- Opening Delimiter -

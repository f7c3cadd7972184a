//! Demo catalog and chunked-upload reassembly for MyVoice Studio.
//!
//! This crate provides the two store-backed components:
//! - `DemoRegistry`: the ordered demo catalog, persisted as one JSON
//!   document in the object store and rewritten whole on every mutation
//! - `ChunkAssembler`: temporary chunk storage and fail-fast reassembly of
//!   chunked audio uploads

pub mod chunks;
pub mod demos;
pub mod error;
pub mod keys;

pub use chunks::ChunkAssembler;
pub use demos::DemoRegistry;
pub use error::{RegistryError, RegistryResult};
//! Voice report structure and response repair.

use serde::{Deserialize, Serialize};

/// Placeholder value for report sections that could not be separated out of
/// a malformed response. The raw text lands in `talent`.
pub const REPORT_PLACEHOLDER: &str = "See above";

/// The aggregate voice report: eight fixed sections.
///
/// Wire format is camelCase (`directionGo`, `directionAvoid`). Sections the
/// model omits deserialize as empty strings rather than failing the whole
/// parse.
#[derive(Clone, Debug, Serialize, Deserialize)]
#[serde(rename_all = "camelCase")]
pub struct VoiceReport {
    #[serde(default)]
    pub talent: String,
    #[serde(default)]
    pub genre: String,
    #[serde(default)]
    pub direction_go: String,
    #[serde(default)]
    pub direction_avoid: String,
    #[serde(default)]
    pub similar: String,
    #[serde(default)]
    pub strengths: String,
    #[serde(default)]
    pub weaknesses: String,
    #[serde(default)]
    pub exercises: String,
}

impl VoiceReport {
    /// Degraded report for responses that were not valid JSON: the raw text
    /// goes in the first section, every other section gets the fixed
    /// placeholder. This is the defined failure contract — callers receive
    /// a well-formed report either way.
    pub fn fallback(raw: String) -> Self {
        Self {
            talent: raw,
            genre: REPORT_PLACEHOLDER.to_string(),
            direction_go: REPORT_PLACEHOLDER.to_string(),
            direction_avoid: REPORT_PLACEHOLDER.to_string(),
            similar: REPORT_PLACEHOLDER.to_string(),
            strengths: REPORT_PLACEHOLDER.to_string(),
            weaknesses: REPORT_PLACEHOLDER.to_string(),
            exercises: REPORT_PLACEHOLDER.to_string(),
        }
    }
}

/// Remove markdown code-fence wrapping that models add despite the "no code
/// blocks" instruction. Strips every ```json and ``` marker, then trims.
pub fn strip_code_fences(content: &str) -> String {
    content.replace("```json", "").replace("```", "").trim().to_string()
}
//! Object storage abstraction and backends for MyVoice Studio.
//!
//! This crate provides:
//! - The `ObjectStore` trait: opaque byte blobs addressed by string keys
//! - Backends: local filesystem and S3-compatible
//! - Atomic writes and streamed reads for serving audio

pub mod backends;
pub mod error;
pub mod traits;

pub use backends::{filesystem::FilesystemBackend, s3::S3Backend};
pub use error::{StorageError, StorageResult};
pub use traits::{ByteStream, ObjectMeta, ObjectStore};

use myvoice_core::config::StorageConfig;
use std::sync::Arc;

/// Create an object store from configuration.
pub async fn from_config(config: &StorageConfig) -> StorageResult<Arc<dyn ObjectStore>> {
    config.validate().map_err(StorageError::Config)?;

    match config {
        StorageConfig::Filesystem { path } => {
            let backend = FilesystemBackend::new(path).await?;
            Ok(Arc::new(backend))
        }
        StorageConfig::S3 {
            bucket,
            endpoint,
            region,
            prefix,
            access_key_id,
            secret_access_key,
            force_path_style,
        } => {
            let backend = S3Backend::new(
                bucket,
                endpoint.clone(),
                region.clone(),
                prefix.clone(),
                access_key_id.clone(),
                secret_access_key.clone(),
                *force_path_style,
            )
            .await?;
            Ok(Arc::new(backend))
        }
    }
}

#[cfg(test)]
mod tests {
    use super::*;
    use bytes::Bytes;
    use tempfile::tempdir;

    #[tokio::test]
    async fn from_config_filesystem_ok() {
        let temp = tempdir().unwrap();
        let config = StorageConfig::Filesystem {
            path: temp.path().join("store"),
        };

        let store = from_config(&config).await.unwrap();
        store
            .put("registry/demos.json", Bytes::from_static(b"[]"))
            .await
            .unwrap();
        assert!(store.exists("registry/demos.json").await.unwrap());
    }

    #[tokio::test]
    async fn from_config_rejects_partial_credentials() {
        let config = StorageConfig::S3 {
            bucket: "demos".to_string(),
            endpoint: None,
            region: None,
            prefix: None,
            access_key_id: Some("access".to_string()),
            secret_access_key: None,
            force_path_style: false,
        };

        match from_config(&config).await {
            Err(StorageError::Config(_)) => {}
            _ => panic!("expected config error"),
        }
    }
}
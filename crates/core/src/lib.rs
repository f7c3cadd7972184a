//! Core domain types and shared logic for MyVoice Studio.
//!
//! This crate defines the canonical data model used across all other crates:
//! - Demo identifiers and catalog records
//! - Cover art source tagging
//! - Application configuration
//! - Shared size limits

pub mod config;
pub mod demo;
pub mod error;

pub use demo::{CoverSource, DemoId, DemoPatch, DemoRecord, NewDemo};
pub use error::{Error, Result};

/// Default upload chunk size: 2 MiB (matches the web client's slicing).
pub const DEFAULT_CHUNK_SIZE: u64 = 2 * 1024 * 1024;

/// Maximum accepted chunk size: 8 MiB.
pub const MAX_CHUNK_SIZE: u64 = 8 * 1024 * 1024;

/// Minimum number of demos required for a voice report.
pub const MIN_REPORT_DEMOS: usize = 3;
//! Owner authorization.
//!
//! Every mutating catalog and upload operation is gated by a shared secret
//! carried in the `X-Owner-Password` header. This is a static bearer-secret
//! check, not a session scheme; the configured value falls back to a fixed
//! default for out-of-the-box demo use.

use crate::error::{ApiError, ApiResult};
use axum::http::HeaderMap;
use myvoice_core::config::OwnerConfig;
use sha2::{Digest, Sha256};

/// Header carrying the owner's shared secret.
pub const OWNER_PASSWORD_HEADER: &str = "x-owner-password";

/// Require a matching owner password on the request.
///
/// Comparison happens on SHA-256 digests so the check doesn't leak length
/// or prefix information through early exit.
pub fn require_owner(headers: &HeaderMap, config: &OwnerConfig) -> ApiResult<()> {
    let supplied = headers
        .get(OWNER_PASSWORD_HEADER)
        .and_then(|v| v.to_str().ok())
        .ok_or_else(|| ApiError::Unauthorized("missing X-Owner-Password header".to_string()))?;

    if digest(supplied) == digest(&config.password) {
        Ok(())
    } else {
        Err(ApiError::Unauthorized(
            "owner password mismatch".to_string(),
        ))
    }
}

fn digest(value: &str) -> [u8; 32] {
    Sha256::digest(value.as_bytes()).into()
}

- Closing Delimiter -

■ **Exercise**:
Repeat every record above. Each one must match exactly.

■ **Solution**:
repository f7c3cadd7972184a
//! Demo catalog and chunked-upload reassembly for MyVoice Studio.
//!
//! This crate provides the two store-backed components:
//! - `DemoRegistry`: the ordered demo catalog, persisted as one JSON
//!   document in the object store and rewritten whole on every mutation
//! - `ChunkAssembler`: temporary chunk storage and fail-fast reassembly of
//!   chunked audio uploads

pub mod chunks;
pub mod demos;
pub mod error;
pub mod keys;

pub use chunks::ChunkAssembler;
pub use demos::DemoRegistry;
pub use error::{RegistryError, RegistryResult};
//! Voice report structure and response repair.

use serde::{Deserialize, Serialize};

/// Placeholder value for report sections that could not be separated out of
/// a malformed response. The raw text lands in `talent`.
pub const REPORT_PLACEHOLDER: &str = "See above";

/// The aggregate voice report: eight fixed sections.
///
/// Wire format is camelCase (`directionGo`, `directionAvoid`). Sections the
/// model omits deserialize as empty strings rather than failing the whole
/// parse.
#[derive(Clone, Debug, Serialize, Deserialize)]
#[serde(rename_all = "camelCase")]
pub struct VoiceReport {
    #[serde(default)]
    pub talent: String,
    #[serde(default)]
    pub genre: String,
    #[serde(default)]
    pub direction_go: String,
    #[serde(default)]
    pub direction_avoid: String,
    #[serde(default)]
    pub similar: String,
    #[serde(default)]
    pub strengths: String,
    #[serde(default)]
    pub weaknesses: String,
    #[serde(default)]
    pub exercises: String,
}

impl VoiceReport {
    /// Degraded report for responses that were not valid JSON: the raw text
    /// goes in the first section, every other section gets the fixed
    /// placeholder. This is the defined failure contract — callers receive
    /// a well-formed report either way.
    pub fn fallback(raw: String) -> Self {
        Self {
            talent: raw,
            genre: REPORT_PLACEHOLDER.to_string(),
            direction_go: REPORT_PLACEHOLDER.to_string(),
            direction_avoid: REPORT_PLACEHOLDER.to_string(),
            similar: REPORT_PLACEHOLDER.to_string(),
            strengths: REPORT_PLACEHOLDER.to_string(),
            weaknesses: REPORT_PLACEHOLDER.to_string(),
            exercises: REPORT_PLACEHOLDER.to_string(),
        }
    }
}

/// Remove markdown code-fence wrapping that models add despite the "no code
/// blocks" instruction. Strips every ```json and ``` marker, then trims.
pub fn strip_code_fences(content: &str) -> String {
    content.replace("```json", "").replace("```", "").trim().to_string()
}
//! Object storage abstraction and backends for MyVoice Studio.
//!
//! This crate provides:
//! - The `ObjectStore` trait: opaque byte blobs addressed by string keys
//! - Backends: local filesystem and S3-compatible
//! - Atomic writes and streamed reads for serving audio

pub mod backends;
pub mod error;
pub mod traits;

pub use backends::{filesystem::FilesystemBackend, s3::S3Backend};
pub use error::{StorageError, StorageResult};
pub use traits::{ByteStream, ObjectMeta, ObjectStore};

use myvoice_core::config::StorageConfig;
use std::sync::Arc;

/// Create an object store from configuration.
pub async fn from_config(config: &StorageConfig) -> StorageResult<Arc<dyn ObjectStore>> {
    config.validate().map_err(StorageError::Config)?;

    match config {
        StorageConfig::Filesystem { path } => {
            let backend = FilesystemBackend::new(path).await?;
            Ok(Arc::new(backend))
        }
        StorageConfig::S3 {
            bucket,
            endpoint,
            region,
            prefix,
            access_key_id,
            secret_access_key,
            force_path_style,
        } => {
            let backend = S3Backend::new(
                bucket,
                endpoint.clone(),
                region.clone(),
                prefix.clone(),
                access_key_id.clone(),
                secret_access_key.clone(),
                *force_path_style,
            )
            .await?;
            Ok(Arc::new(backend))
        }
    }
}

#[cfg(test)]
mod tests {
    use super::*;
    use bytes::Bytes;
    use tempfile::tempdir;

    #[tokio::test]
    async fn from_config_filesystem_ok() {
        let temp = tempdir().unwrap();
        let config = StorageConfig::Filesystem {
            path: temp.path().join("store"),
        };

        let store = from_config(&config).await.unwrap();
        store
            .put("registry/demos.json", Bytes::from_static(b"[]"))
            .await
            .unwrap();
        assert!(store.exists("registry/demos.json").await.unwrap());
    }

    #[tokio::test]
    async fn from_config_rejects_partial_credentials() {
        let config = StorageConfig::S3 {
            bucket: "demos".to_string(),
            endpoint: None,
            region: None,
            prefix: None,
            access_key_id: Some("access".to_string()),
            secret_access_key: None,
            force_path_style: false,
        };

        match from_config(&config).await {
            Err(StorageError::Config(_)) => {}
            _ => panic!("expected config error"),
        }
    }
}
filename crates/core/src/lib.rs
repository f7c3cadd7972184a
//! Core domain types and shared logic for MyVoice Studio.
//!
//! This crate defines the canonical data model used across all other crates:
//! - Demo identifiers and catalog records
//! - Cover art source tagging
//! - Application configuration
//! - Shared size limits

pub mod config;
pub mod demo;
pub mod error;

pub use demo::{CoverSource, DemoId, DemoPatch, DemoRecord, NewDemo};
pub use error::{Error, Result};

/// Default upload chunk size: 2 MiB (matches the web client's slicing).
pub const DEFAULT_CHUNK_SIZE: u64 = 2 * 1024 * 1024;

/// Maximum accepted chunk size: 8 MiB.
pub const MAX_CHUNK_SIZE: u64 = 8 * 1024 * 1024;

/// Minimum number of demos required for a voice report.
pub const MIN_REPORT_DEMOS: usize = 3;
//! Owner authorization.
//!
//! Every mutating catalog and upload operation is gated by a shared secret
//! carried in the `X-Owner-Password` header. This is a static bearer-secret
//! check, not a session scheme; the configured value falls back to a fixed
//! default for out-of-the-box demo use.

use crate::error::{ApiError, ApiResult};
use axum::http::HeaderMap;
use myvoice_core::config::OwnerConfig;
use sha2::{Digest, Sha256};

/// Header carrying the owner's shared secret.
pub const OWNER_PASSWORD_HEADER: &str = "x-owner-password";

/// Require a matching owner password on the request.
///
/// Comparison happens on SHA-256 digests so the check doesn't leak length
/// or prefix information through early exit.
pub fn require_owner(headers: &HeaderMap, config: &OwnerConfig) -> ApiResult<()> {
    let supplied = headers
        .get(OWNER_PASSWORD_HEADER)
        .and_then(|v| v.to_str().ok())
        .ok_or_else(|| ApiError::Unauthorized("missing X-Owner-Password header".to_string()))?;

    if digest(supplied) == digest(&config.password) {
        Ok(())
    } else {
        Err(ApiError::Unauthorized(
            "owner password mismatch".to_string(),
        ))
    }
}

fn digest(value: &str) -> [u8; 32] {
    Sha256::digest(value.as_bytes()).into()
}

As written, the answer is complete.